Bugün yine acayibim!
Sen yanımdayken karışığım,
Yanımda yokken karmakarışık…
Ne olduğu anlaşılmaz bir moddayım.
Okuyorum, yazıyorum, çalışıyorum…
Yiyorum, içiyorum; ama farkındayım, biliyorum…

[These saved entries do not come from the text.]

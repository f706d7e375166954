//! Line-oriented INI/CFG parser
//!
//! Produces an `IntermediateRepr` that records everything the renderer needs
//! to reproduce the source layout: sections become nested tables (with the
//! header's trailing comment attached), options become string scalars, and
//! full-line comments and blank lines become hidden markers at their exact
//! position.
//!
//! Parsing rules:
//! - a line whose first non-blank character is a comment prefix is a
//!   standalone comment, regardless of indentation
//! - an indented line continues the value of the option above it; the parts
//!   are joined with a line break
//! - text after the option value (including an inline comment) stays part of
//!   the value; only section headers get their trailing comment split off
//! - options keep the exact case and spelling of their keys
//!
//! Unsupported source features fail fast instead of being silently merged:
//! duplicate sections, duplicate options, options before the first section
//! header, and `%(...)s` interpolation are all hard errors.

use tomlate_core::{HiddenMarker, IntermediateRepr, Scalar, Value};

use crate::error::{ParseError, Result};

/// Syntax options for parsing INI/CFG text
#[derive(Debug, Clone)]
pub struct ParseOptions {
    /// Characters starting a comment (default `#` and `;`)
    pub comment_prefixes: Vec<char>,
    /// Characters separating option keys from values (default `=` and `:`)
    pub delimiters: Vec<char>,
}

impl Default for ParseOptions {
    fn default() -> Self {
        Self { comment_prefixes: vec!['#', ';'], delimiters: vec!['=', ':'] }
    }
}

/// Parse INI text with the default syntax options
pub fn parse(text: &str) -> Result<IntermediateRepr> {
    parse_with(text, &ParseOptions::default())
}

/// Parse INI text into an intermediate representation
pub fn parse_with(text: &str, options: &ParseOptions) -> Result<IntermediateRepr> {
    Parser::new(options).run(text)
}

struct Parser<'o> {
    options: &'o ParseOptions,
    root: IntermediateRepr,
    section: Option<(String, IntermediateRepr)>,
    open_option: Option<String>,
}

impl<'o> Parser<'o> {
    fn new(options: &'o ParseOptions) -> Self {
        Self { options, root: IntermediateRepr::new(), section: None, open_option: None }
    }

    fn run(mut self, text: &str) -> Result<IntermediateRepr> {
        for (i, line) in text.lines().enumerate() {
            self.line(i + 1, line)?;
        }
        self.flush_section();
        Ok(self.root)
    }

    fn line(&mut self, number: usize, line: &str) -> Result<()> {
        let content = line.trim();
        if content.is_empty() {
            self.open_option = None;
            self.container().add_hidden(HiddenMarker::Blank);
            return Ok(());
        }
        if let Some(text) = self.strip_comment(content) {
            self.open_option = None;
            self.container().add_hidden(HiddenMarker::Comment(text.to_string()));
            return Ok(());
        }
        if line.starts_with([' ', '\t']) {
            return self.continuation(number, content);
        }
        if let Some(rest) = content.strip_prefix('[') {
            return self.header(number, rest, content);
        }
        self.option(number, content)
    }

    fn continuation(&mut self, number: usize, content: &str) -> Result<()> {
        let Some(key) = self.open_option.clone() else {
            return Err(ParseError::DanglingContinuation { line: number });
        };
        self.check_interpolation(number, content)?;
        if let Ok(Value::Scalar(Scalar::Str(value))) = self.container().get_mut(&key) {
            if value.is_empty() {
                value.push_str(content);
            } else {
                value.push('\n');
                value.push_str(content);
            }
        }
        Ok(())
    }

    fn header(&mut self, number: usize, rest: &str, content: &str) -> Result<()> {
        let Some(end) = rest.find(']') else {
            return Err(ParseError::InvalidLine { line: number, content: content.to_string() });
        };
        let name = rest[..end].trim();
        if name.is_empty() {
            return Err(ParseError::InvalidLine { line: number, content: content.to_string() });
        }
        let tail = rest[end + 1..].trim();
        let inline_comment = if tail.is_empty() {
            None
        } else {
            match self.strip_comment(tail) {
                Some(text) => Some(text.to_string()),
                None => {
                    return Err(ParseError::InvalidLine {
                        line: number,
                        content: content.to_string(),
                    });
                }
            }
        };

        self.flush_section();
        if self.root.contains_key(name) {
            return Err(ParseError::DuplicateSection { name: name.to_string(), line: number });
        }
        let mut repr = IntermediateRepr::new();
        if let Some(comment) = inline_comment {
            repr.set_inline_comment(comment);
        }
        self.section = Some((name.to_string(), repr));
        self.open_option = None;
        Ok(())
    }

    fn option(&mut self, number: usize, content: &str) -> Result<()> {
        let delimiters = self.options.delimiters.as_slice();
        let Some(at) = content.find(delimiters) else {
            return Err(ParseError::InvalidLine { line: number, content: content.to_string() });
        };
        let key = content[..at].trim();
        if key.is_empty() {
            return Err(ParseError::InvalidLine { line: number, content: content.to_string() });
        }
        let delimiter_len = content[at..].chars().next().map_or(1, char::len_utf8);
        let value = content[at + delimiter_len..].trim();
        self.check_interpolation(number, value)?;

        let Some((name, section)) = self.section.as_mut() else {
            return Err(ParseError::OptionOutsideSection { key: key.to_string(), line: number });
        };
        if section.contains_key(key) {
            return Err(ParseError::DuplicateOption {
                key: key.to_string(),
                section: name.clone(),
                line: number,
            });
        }
        section.set(key, Scalar::Str(value.to_string()));
        self.open_option = Some(key.to_string());
        Ok(())
    }

    fn container(&mut self) -> &mut IntermediateRepr {
        match self.section.as_mut() {
            Some((_, section)) => section,
            None => &mut self.root,
        }
    }

    fn flush_section(&mut self) {
        if let Some((name, repr)) = self.section.take() {
            self.root.set(name, Value::Table(repr));
        }
    }

    fn strip_comment<'a>(&self, content: &'a str) -> Option<&'a str> {
        let mut chars = content.chars();
        let first = chars.next()?;
        if self.options.comment_prefixes.contains(&first) {
            Some(chars.as_str().trim())
        } else {
            None
        }
    }

    fn check_interpolation(&self, number: usize, value: &str) -> Result<()> {
        if value.contains("%(") {
            return Err(ParseError::Interpolation { line: number, value: value.to_string() });
        }
        Ok(())
    }
}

Hep bir şeyler kaybediyorum.
Hem kendimden, hem değerlerimden uzaklaşıyorum.
Mutlu muyum, sevinçli miyim, karar veremiyorum.
Kimim, neyim, nereden geldim, nereye, nasıl gideceğim…
Ruhsuz, senaryosuz, dur durak dinlemeden, ilerliyorum menzile…
Afakanlarda, prangalar ayağımda, zorla geçiyorum karanlık dehlizleri…
Yalpalanıyorum, bir sağa bir sola esen rüzgârda…
Nasıl bir gemideyim ki bir türlü rotamı tutturamıyorum,
İlerliyorum gayr-i ihtiyar-i, sensiz, sensiz deryalarda…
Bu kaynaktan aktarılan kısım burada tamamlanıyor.